EXERCISE BRIEF =
Copy exactly the lines of the records below, and only those lines, beginning with the line that contains "authoritative mDNS response." and ending with the line that contains "pub fn is_response(&self)".

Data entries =
──────

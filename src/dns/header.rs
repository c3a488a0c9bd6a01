use std::io::Cursor;

use byteorder::{BigEndian, ReadBytesExt, WriteBytesExt};

use crate::error::FormatError;

pub const HEADER_LEN: usize = 12;

#[derive(Debug, Clone, Copy, PartialEq, Eq, Hash, Default)]
pub enum Direction {
    #[default]
    Query,
    Response,
}

#[derive(Debug, Clone, Copy, PartialEq, Eq, Hash, Default)]
pub enum OpCode {
    #[default]
    Query,
    InverseQuery,
    Status,
    Notify,
    Update,
    Other(u8),
}

impl From<u8> for OpCode {
    fn from(value: u8) -> Self {
        match value & 0x0f {
            0 => OpCode::Query,
            1 => OpCode::InverseQuery,
            2 => OpCode::Status,
            4 => OpCode::Notify,
            5 => OpCode::Update,
            v => OpCode::Other(v),
        }
    }
}

impl From<OpCode> for u8 {
    fn from(value: OpCode) -> Self {
        match value {
            OpCode::Query => 0,
            OpCode::InverseQuery => 1,
            OpCode::Status => 2,
            OpCode::Notify => 4,
            OpCode::Update => 5,
            OpCode::Other(v) => v & 0x0f,
        }
    }
}

/// Fixed 12 byte message header.
///
/// Byte 2 holds `QR|OPCODE(4)|AA|TC|RD`, byte 3 holds `RA|Z|AD|CD|RCODE(4)`.
#[derive(Debug, Clone, Copy, PartialEq, Eq, Hash, Default)]
pub struct Header {
    pub id: u16,
    pub direction: Direction,
    pub opcode: OpCode,
    pub authoritative: bool,
    pub truncated: bool,
    pub recursion_desired: bool,
    pub recursion_available: bool,
    /// reserved bit, kept only so that arbitrary headers round-trip
    pub zero: bool,
    pub authenticated_data: bool,
    pub checking_disabled: bool,
    pub rcode: u8,
    pub qd_count: u16,
    pub an_count: u16,
    pub ns_count: u16,
    pub ar_count: u16,
}

impl Header {
    const QR: u8 = 0x80;
    const AA: u8 = 0x04;
    const TC: u8 = 0x02;
    const RD: u8 = 0x01;
    const RA: u8 = 0x80;
    const Z: u8 = 0x40;
    const AD: u8 = 0x20;
    const CD: u8 = 0x10;

    /// Header of an unsolicited authoritative mDNS response.
    pub fn response() -> Self {
        Self {
            direction: Direction::Response,
            authoritative: true,
            ..Default::default()
        }
    }

    pub fn is_response(&self) -> bool {
        self.direction == Direction::Response
    }

    pub fn encode(&self, out: &mut Vec<u8>) -> Result<(), FormatError> {
        let mut b2 = (u8::from(self.opcode) & 0x0f) << 3;
        if self.direction == Direction::Response {
            b2 |= Self::QR;
        }
        if self.authoritative {
            b2 |= Self::AA;
        }
        if self.truncated {
            b2 |= Self::TC;
        }
        if self.recursion_desired {
            b2 |= Self::RD;
        }
        let mut b3 = self.rcode & 0x0f;
        if self.recursion_available {
            b3 |= Self::RA;
        }
        if self.zero {
            b3 |= Self::Z;
        }
        if self.authenticated_data {
            b3 |= Self::AD;
        }
        if self.checking_disabled {
            b3 |= Self::CD;
        }
        out.write_u16::<BigEndian>(self.id)?;
        out.write_u8(b2)?;
        out.write_u8(b3)?;
        out.write_u16::<BigEndian>(self.qd_count)?;
        out.write_u16::<BigEndian>(self.an_count)?;
        out.write_u16::<BigEndian>(self.ns_count)?;
        out.write_u16::<BigEndian>(self.ar_count)?;
        Ok(())
    }

    pub fn to_bytes(&self) -> Result<Vec<u8>, FormatError> {
        let mut out = Vec::with_capacity(HEADER_LEN);
        self.encode(&mut out)?;
        Ok(out)
    }

    /// Decode a header from exactly 12 bytes.
    pub fn decode(data: &[u8]) -> Result<Self, FormatError> {
        if data.len() != HEADER_LEN {
            return Err(FormatError::HeaderLength(data.len()));
        }
        let mut cursor = Cursor::new(data);
        let id = cursor.read_u16::<BigEndian>()?;
        let b2 = cursor.read_u8()?;
        let b3 = cursor.read_u8()?;
        Ok(Self {
            id,
            direction: if b2 & Self::QR != 0 {
                Direction::Response
            } else {
                Direction::Query
            },
            opcode: OpCode::from((b2 >> 3) & 0x0f),
            authoritative: b2 & Self::AA != 0,
            truncated: b2 & Self::TC != 0,
            recursion_desired: b2 & Self::RD != 0,
            recursion_available: b3 & Self::RA != 0,
            zero: b3 & Self::Z != 0,
            authenticated_data: b3 & Self::AD != 0,
            checking_disabled: b3 & Self::CD != 0,
            rcode: b3 & 0x0f,
            qd_count: cursor.read_u16::<BigEndian>()?,
            an_count: cursor.read_u16::<BigEndian>()?,
            ns_count: cursor.read_u16::<BigEndian>()?,
            ar_count: cursor.read_u16::<BigEndian>()?,
        })
    }
}

#[cfg(test)]
mod tests {
    use super::*;

    #[test]
    fn decode_standard_query() {
        let data = hex::decode("123401000001000000000000").unwrap();
        let h = Header::decode(&data).unwrap();
        assert_eq!(h.id, 0x1234);
        assert_eq!(h.direction, Direction::Query);
        assert_eq!(h.opcode, OpCode::Query);
        assert!(!h.authoritative);
        assert!(!h.truncated);
        assert!(h.recursion_desired);
        assert!(!h.recursion_available);
        assert!(!h.authenticated_data);
        assert!(!h.checking_disabled);
        assert_eq!(h.rcode, 0);
        assert_eq!(h.qd_count, 1);
        assert_eq!(h.an_count, 0);
        assert_eq!(h.ns_count, 0);
        assert_eq!(h.ar_count, 0);
        assert_eq!(h.to_bytes().unwrap(), data);
    }

    #[test]
    fn flag_bit_positions() {
        let h = Header {
            direction: Direction::Response,
            opcode: OpCode::Update,
            authoritative: true,
            truncated: true,
            recursion_desired: true,
            recursion_available: true,
            authenticated_data: true,
            checking_disabled: true,
            rcode: 3,
            ..Default::default()
        };
        let bytes = h.to_bytes().unwrap();
        assert_eq!(bytes[2], 0x80 | (5 << 3) | 0x04 | 0x02 | 0x01);
        assert_eq!(bytes[3], 0x80 | 0x20 | 0x10 | 3);
        assert_eq!(Header::decode(&bytes).unwrap(), h);
    }

    #[test]
    fn arbitrary_headers_round_trip() {
        for seed in 0u32..512 {
            let mut bytes = Vec::with_capacity(HEADER_LEN);
            for i in 0..HEADER_LEN as u32 {
                bytes.push((seed.wrapping_mul(2654435761).rotate_left(i * 3) >> 7) as u8);
            }
            let h = Header::decode(&bytes).unwrap();
            assert_eq!(h.to_bytes().unwrap(), bytes);
        }
    }

    #[test]
    fn reject_wrong_length() {
        assert!(matches!(
            Header::decode(&[0; 11]),
            Err(FormatError::HeaderLength(11))
        ));
        assert!(matches!(
            Header::decode(&[0; 13]),
            Err(FormatError::HeaderLength(13))
        ));
    }

    #[test]
    fn response_defaults() {
        let bytes = Header::response().to_bytes().unwrap();
        assert_eq!(bytes, hex::decode("000084000000000000000000").unwrap());
    }
}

──────

EXERCISE OUTPUT =
    /// Header of an unsolicited authoritative mDNS response.
    pub fn response() -> Self {
        Self {
            direction: Direction::Response,
            authoritative: true,
            ..Default::default()
        }
    }

    pub fn is_response(&self) -> bool {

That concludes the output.